It was an accidental meeting in a parking lot in my small town of Paradise, California. The old man’s white hair, thick and spiky, matched his neatly trimmed goatee. It caught my attention. No, maybe it was his bright-blue eyes and that little-boy smile. His gait was strong and sure. He smiled at me, a total stranger. In that moment, Howard Johnson became my friend. That’s what he was to most everyone. Our religious beliefs, contradictory lifestyles, childhood disparities, and the generation between us made not a difference in our friendship.
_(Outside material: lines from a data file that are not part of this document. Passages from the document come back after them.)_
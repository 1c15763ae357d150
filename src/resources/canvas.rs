//! Rendering boundary.
//!
//! States and entities draw through the [`Canvas`] trait and never own the
//! surface behind it. The crate ships one implementation, [`FrameRecorder`],
//! which records draw commands instead of rasterizing them. It is what the
//! headless demo and the tests render into; a windowed front end would
//! provide its own `Canvas`.

use bevy_ecs::prelude::Resource;
use serde::{Deserialize, Serialize};

use crate::math::{Rect, Vec2};

/// RGBA colour, 8 bits per channel.
#[derive(Debug, Clone, Copy, PartialEq, Eq, Serialize, Deserialize)]
pub struct Color {
    pub r: u8,
    pub g: u8,
    pub b: u8,
    pub a: u8,
}

impl Color {
    pub const WHITE: Color = Color::rgb(255, 255, 255);
    pub const BLACK: Color = Color::rgb(0, 0, 0);
    pub const YELLOW: Color = Color::rgb(255, 220, 80);
    pub const ORANGE: Color = Color::rgb(255, 140, 40);
    pub const RED: Color = Color::rgb(230, 50, 50);

    pub const fn rgb(r: u8, g: u8, b: u8) -> Self {
        Color { r, g, b, a: 255 }
    }

    pub const fn with_alpha(self, a: u8) -> Self {
        Color { a, ..self }
    }
}

impl Default for Color {
    fn default() -> Self {
        Color::WHITE
    }
}

/// Placement and decoration of a `draw_text` call.
#[derive(Debug, Clone, Copy, PartialEq, Eq, Default)]
pub struct TextStyle {
    /// `position` is the centre of the text instead of its top-left corner.
    pub center: bool,
    /// Draw a black copy one pixel down and right, underneath the text.
    pub shadowed: bool,
}

impl TextStyle {
    /// Top-left anchored, no shadow.
    pub const PLAIN: TextStyle = TextStyle {
        center: false,
        shadowed: false,
    };

    pub const fn centered() -> Self {
        TextStyle {
            center: true,
            shadowed: false,
        }
    }

    pub const fn with_shadow(mut self) -> Self {
        self.shadowed = true;
        self
    }
}

/// Offset of a text shadow from the text it belongs to.
pub const SHADOW_OFFSET: Vec2 = Vec2::new(1.0, 1.0);

/// Opaque drawable target handed to `render` hooks.
pub trait Canvas {
    fn clear(&mut self, color: Color);
    /// Draw `source` of `texture` (whole texture when `None`) with its top-left at `position`.
    fn draw_sprite(&mut self, texture: &str, source: Option<Rect>, position: Vec2);
    fn draw_circle(&mut self, center: Vec2, radius: f32, color: Color);
    /// Draw `text` at `position`, anchored and decorated per `style`.
    fn draw_text(&mut self, text: &str, position: Vec2, color: Color, style: TextStyle);
}

/// One recorded draw call.
#[derive(Debug, Clone, PartialEq)]
pub enum DrawCmd {
    Clear(Color),
    Sprite {
        texture: String,
        source: Option<Rect>,
        position: Vec2,
    },
    Circle {
        center: Vec2,
        radius: f32,
        color: Color,
    },
    Text {
        text: String,
        position: Vec2,
        color: Color,
        center: bool,
        /// Black copy drawn under a shadowed text.
        shadow: bool,
    },
}

/// Headless canvas: keeps the draw calls of the current frame.
///
/// `clear` starts a new frame, dropping the previous frame's commands.
#[derive(Resource, Debug, Default, Clone)]
pub struct FrameRecorder {
    commands: Vec<DrawCmd>,
    frames: u64,
}

impl FrameRecorder {
    /// Commands recorded since the last `clear`.
    pub fn commands(&self) -> &[DrawCmd] {
        &self.commands
    }

    /// Number of frames started with `clear`.
    pub fn frames(&self) -> u64 {
        self.frames
    }

    /// Text of every `draw_text` call, in draw order. Shadows are skipped.
    pub fn texts(&self) -> Vec<&str> {
        self.commands
            .iter()
            .filter_map(|cmd| match cmd {
                DrawCmd::Text {
                    text,
                    shadow: false,
                    ..
                } => Some(text.as_str()),
                _ => None,
            })
            .collect()
    }

    pub fn count_sprites(&self, texture: &str) -> usize {
        self.commands
            .iter()
            .filter(|cmd| matches!(cmd, DrawCmd::Sprite { texture: t, .. } if t == texture))
            .count()
    }
}

impl Canvas for FrameRecorder {
    fn clear(&mut self, color: Color) {
        self.commands.clear();
        self.commands.push(DrawCmd::Clear(color));
        self.frames += 1;
    }

    fn draw_sprite(&mut self, texture: &str, source: Option<Rect>, position: Vec2) {
        self.commands.push(DrawCmd::Sprite {
            texture: texture.to_string(),
            source,
            position,
        });
    }

    fn draw_circle(&mut self, center: Vec2, radius: f32, color: Color) {
        self.commands.push(DrawCmd::Circle {
            center,
            radius,
            color,
        });
    }

    fn draw_text(&mut self, text: &str, position: Vec2, color: Color, style: TextStyle) {
        if style.shadowed {
            self.commands.push(DrawCmd::Text {
                text: text.to_string(),
                position: position + SHADOW_OFFSET,
                color: Color::BLACK,
                center: style.center,
                shadow: true,
            });
        }
        self.commands.push(DrawCmd::Text {
            text: text.to_string(),
            position,
            color,
            center: style.center,
            shadow: false,
        });
    }
}

#[cfg(test)]
mod tests {
    use super::*;

    #[test]
    fn test_clear_starts_new_frame() {
        let mut rec = FrameRecorder::default();
        rec.clear(Color::BLACK);
        rec.draw_text("a", Vec2::ZERO, Color::WHITE, TextStyle::PLAIN);
        rec.clear(Color::BLACK);
        rec.draw_sprite("ship", None, Vec2::new(1.0, 2.0));
        assert_eq!(rec.frames(), 2);
        assert_eq!(rec.commands().len(), 2);
        assert!(rec.texts().is_empty());
        assert_eq!(rec.count_sprites("ship"), 1);
    }

    #[test]
    fn test_shadowed_text_draws_black_copy_first() {
        let mut rec = FrameRecorder::default();
        rec.draw_text("hi", Vec2::new(10.0, 20.0), Color::YELLOW, TextStyle::PLAIN.with_shadow());
        assert_eq!(
            rec.commands(),
            &[
                DrawCmd::Text {
                    text: "hi".into(),
                    position: Vec2::new(11.0, 21.0),
                    color: Color::BLACK,
                    center: false,
                    shadow: true,
                },
                DrawCmd::Text {
                    text: "hi".into(),
                    position: Vec2::new(10.0, 20.0),
                    color: Color::YELLOW,
                    center: false,
                    shadow: false,
                },
            ]
        );
        assert_eq!(rec.texts(), vec!["hi"]);
    }

    #[test]
    fn test_centered_text_is_recorded() {
        let mut rec = FrameRecorder::default();
        rec.draw_text("title", Vec2::new(50.0, 5.0), Color::WHITE, TextStyle::centered());
        rec.draw_text("title", Vec2::new(0.0, 0.0), Color::WHITE, TextStyle::PLAIN);
        assert!(matches!(rec.commands()[0], DrawCmd::Text { center: true, .. }));
        assert!(matches!(rec.commands()[1], DrawCmd::Text { center: false, .. }));
        assert_eq!(rec.texts(), vec!["title", "title"]);
    }
}
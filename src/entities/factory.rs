//! Build entities from a prototype type, a position and a property map.
//!
//! The prototype is any type that deserializes from a JSON object. `create`
//! merges `x` and `y` into the given properties (overriding any keys of the
//! same name) and deserializes the result, so missing properties fall back
//! to the prototype's `#[serde(default)]` values.
//!
//! # Example
//!
//! ```
//! use serde::Deserialize;
//! use serde_json::json;
//! use stepframe::entities::factory::Factory;
//!
//! #[derive(Deserialize)]
//! struct Crate { x: f32, y: f32, #[serde(default)] texture: String }
//!
//! let factory = Factory::<Crate>::new();
//! let c = factory.create(5.0, 8.0, &json!({ "texture": "crate" })).unwrap();
//! assert_eq!((c.x, c.y, c.texture.as_str()), (5.0, 8.0, "crate"));
//! ```

use std::marker::PhantomData;

use serde::de::DeserializeOwned;
use serde_json::{Map, Value};

use crate::error::{Error, Result};

/// Creates `T` values at a position.
pub struct Factory<T> {
    defaults: Map<String, Value>,
    _prototype: PhantomData<fn() -> T>,
}

impl<T> Default for Factory<T> {
    fn default() -> Self {
        Factory {
            defaults: Map::new(),
            _prototype: PhantomData,
        }
    }
}

impl<T> Clone for Factory<T> {
    fn clone(&self) -> Self {
        Factory {
            defaults: self.defaults.clone(),
            _prototype: PhantomData,
        }
    }
}

impl<T> std::fmt::Debug for Factory<T> {
    fn fmt(&self, f: &mut std::fmt::Formatter<'_>) -> std::fmt::Result {
        f.debug_struct("Factory")
            .field("prototype", &std::any::type_name::<T>())
            .field("defaults", &self.defaults)
            .finish()
    }
}

impl<T: DeserializeOwned> Factory<T> {
    pub fn new() -> Self {
        Self::default()
    }

    /// Property applied to every created value unless `create` overrides it.
    pub fn with_default(mut self, key: impl Into<String>, value: Value) -> Self {
        self.defaults.insert(key.into(), value);
        self
    }

    /// Build a `T` at `(x, y)`.
    ///
    /// `properties` must be a JSON object or `null`; anything else, or a map
    /// the prototype cannot be built from, is an
    /// [`Error::InvalidArgument`].
    pub fn create(&self, x: f32, y: f32, properties: &Value) -> Result<T> {
        let mut merged = self.defaults.clone();
        match properties {
            Value::Null => {}
            Value::Object(map) => merged.extend(map.clone()),
            other => {
                return Err(Error::InvalidArgument(format!(
                    "factory properties must be an object, got {other}"
                )));
            }
        }
        merged.insert("x".into(), Value::from(x));
        merged.insert("y".into(), Value::from(y));
        serde_json::from_value(Value::Object(merged)).map_err(|e| {
            Error::InvalidArgument(format!(
                "cannot build {}: {e}",
                std::any::type_name::<T>()
            ))
        })
    }
}
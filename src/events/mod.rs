//! Event types and observers.
//!
//! Submodules:
//! - [`gamestate`] – state transition notifications for the high-level game flow
//! - [`input`] – raw device input, abstract input payloads and [`input::InputEvent`]
pub mod gamestate;
pub mod input;
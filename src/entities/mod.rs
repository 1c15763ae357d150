//! Demo entities.
//!
//! Plain structs owned by the play state. None of them schedule anything on
//! their own; timers and states drive them.

pub mod factory;
pub mod particles;
pub mod ship;
pub mod starfield;
use log::{debug, warn};
use serde_json::Value;

use super::State;
use crate::error::{Error, Result};
use crate::events::input::InputData;
use crate::resources::canvas::Canvas;

/// Stack of states; the most recently pushed one is on top.
///
/// Only the top receives input and updates. Rendering walks the whole stack
/// bottom to top so overlays draw over what is beneath them.
pub struct StateStack<C> {
    states: Vec<Box<dyn State<C>>>,
}

impl<C> Default for StateStack<C> {
    fn default() -> Self {
        Self::new()
    }
}

impl<C> StateStack<C> {
    pub fn new() -> Self {
        StateStack { states: Vec::new() }
    }

    pub fn len(&self) -> usize {
        self.states.len()
    }

    pub fn is_empty(&self) -> bool {
        self.states.is_empty()
    }

    /// Push `state` and enter it.
    ///
    /// The state stays on the stack even when `enter` fails.
    pub fn push(&mut self, state: Box<dyn State<C>>, ctx: &mut C, params: &Value) -> Result<()> {
        self.states.push(state);
        debug!("Pushed state, depth {}", self.states.len());
        match self.states.last_mut() {
            Some(top) => top.enter(ctx, params),
            None => Ok(()),
        }
    }

    /// Exit and remove the top state.
    pub fn pop(&mut self, ctx: &mut C) -> Result<()> {
        let top = self.states.last_mut().ok_or(Error::EmptyStack)?;
        top.exit(ctx);
        self.states.pop();
        debug!("Popped state, depth {}", self.states.len());
        Ok(())
    }

    pub fn on_input(&mut self, ctx: &mut C, input_id: &str, data: &InputData) -> Result<()> {
        let top = self.states.last_mut().ok_or(Error::EmptyStack)?;
        top.on_input(ctx, input_id, data);
        Ok(())
    }

    pub fn update(&mut self, ctx: &mut C, dt: f32) -> Result<()> {
        let top = self.states.last_mut().ok_or(Error::EmptyStack)?;
        top.update(ctx, dt);
        Ok(())
    }

    /// Render every state, bottom first. An empty stack draws nothing.
    pub fn render(&self, canvas: &mut dyn Canvas) {
        for state in &self.states {
            state.render(canvas);
        }
    }

    /// Drop every state *without* calling `exit` on any of them.
    ///
    /// States holding resources (timer handles, listeners) leak them; pop
    /// each one instead when that matters.
    pub fn clear(&mut self) {
        if !self.states.is_empty() {
            warn!("Clearing {} stacked states without exit", self.states.len());
        }
        self.states.clear();
    }
}

#[cfg(test)]
mod tests {
    use super::*;
    use crate::events::input::{InputData, KeyboardData};
    use crate::math::Vec2;
    use crate::resources::canvas::{Canvas, Color, FrameRecorder, TextStyle};

    struct Layer(&'static str);

    impl State<Vec<String>> for Layer {
        fn enter(&mut self, ctx: &mut Vec<String>, _params: &Value) -> Result<()> {
            ctx.push(format!("enter:{}", self.0));
            Ok(())
        }
        fn exit(&mut self, ctx: &mut Vec<String>) {
            ctx.push(format!("exit:{}", self.0));
        }
        fn on_input(&mut self, ctx: &mut Vec<String>, input_id: &str, _data: &InputData) {
            ctx.push(format!("input:{}:{}", self.0, input_id));
        }
        fn update(&mut self, ctx: &mut Vec<String>, _dt: f32) {
            ctx.push(format!("update:{}", self.0));
        }
        fn render(&self, canvas: &mut dyn Canvas) {
            canvas.draw_text(self.0, Vec2::ZERO, Color::WHITE, TextStyle::PLAIN);
        }
    }

    fn key() -> InputData {
        InputData::Keyboard(KeyboardData::press(None))
    }

    fn setup() -> (StateStack<Vec<String>>, Vec<String>) {
        (StateStack::new(), Vec::new())
    }

    #[test]
    fn test_empty_stack_errors() {
        let (mut stack, mut log) = setup();
        assert_eq!(stack.pop(&mut log), Err(Error::EmptyStack));
        assert_eq!(stack.update(&mut log, 0.1), Err(Error::EmptyStack));
        assert_eq!(stack.on_input(&mut log, "up", &key()), Err(Error::EmptyStack));
        let mut canvas = FrameRecorder::default();
        stack.render(&mut canvas);
        assert!(canvas.commands().is_empty());
    }

    #[test]
    fn test_only_top_receives_update_and_input() {
        let (mut stack, mut log) = setup();
        stack.push(Box::new(Layer("base")), &mut log, &Value::Null).unwrap();
        stack.push(Box::new(Layer("menu")), &mut log, &Value::Null).unwrap();
        log.clear();
        stack.update(&mut log, 0.1).unwrap();
        stack.on_input(&mut log, "start", &key()).unwrap();
        assert_eq!(log, vec!["update:menu", "input:menu:start"]);
    }

    #[test]
    fn test_render_bottom_to_top() {
        let (mut stack, mut log) = setup();
        stack.push(Box::new(Layer("base")), &mut log, &Value::Null).unwrap();
        stack.push(Box::new(Layer("hud")), &mut log, &Value::Null).unwrap();
        let mut canvas = FrameRecorder::default();
        stack.render(&mut canvas);
        assert_eq!(canvas.texts(), vec!["base", "hud"]);
    }

    #[test]
    fn test_pop_restores_previous_top() {
        let (mut stack, mut log) = setup();
        stack.push(Box::new(Layer("base")), &mut log, &Value::Null).unwrap();
        stack.push(Box::new(Layer("pause")), &mut log, &Value::Null).unwrap();
        stack.pop(&mut log).unwrap();
        stack.update(&mut log, 0.1).unwrap();
        assert_eq!(
            log,
            vec!["enter:base", "enter:pause", "exit:pause", "update:base"]
        );
    }

    #[test]
    fn test_clear_skips_exit() {
        let (mut stack, mut log) = setup();
        stack.push(Box::new(Layer("a")), &mut log, &Value::Null).unwrap();
        stack.push(Box::new(Layer("b")), &mut log, &Value::Null).unwrap();
        stack.clear();
        assert!(stack.is_empty());
        assert_eq!(log, vec!["enter:a", "enter:b"]);
    }
}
He was a Christian, a husband to Maurine, a father to a blended family, a businessman, real estate broker, a mayor, but most seriously, an impassioned hunter. “I wrote a book,” he once said to me. “It’s about my life, my hunting.” It was a self-published paperback documenting a lifetime of his hunting excursions. Generations of local historical knowledge and lore took the reader on a solitary journey throughout Northern California.
Howard loved the Sacramento Valley and dreamt of seeing it in its natural state, prior to civilization. His book was about just that. Howard and I shared a love of stories and the yearning to pass them on. He wanted the story told to the world and asked me to write it. The next several years of my rewrites were filled with research on topics to which I had limited exposure. I traveled the country, in the footsteps of my protagonist, Red Johnson.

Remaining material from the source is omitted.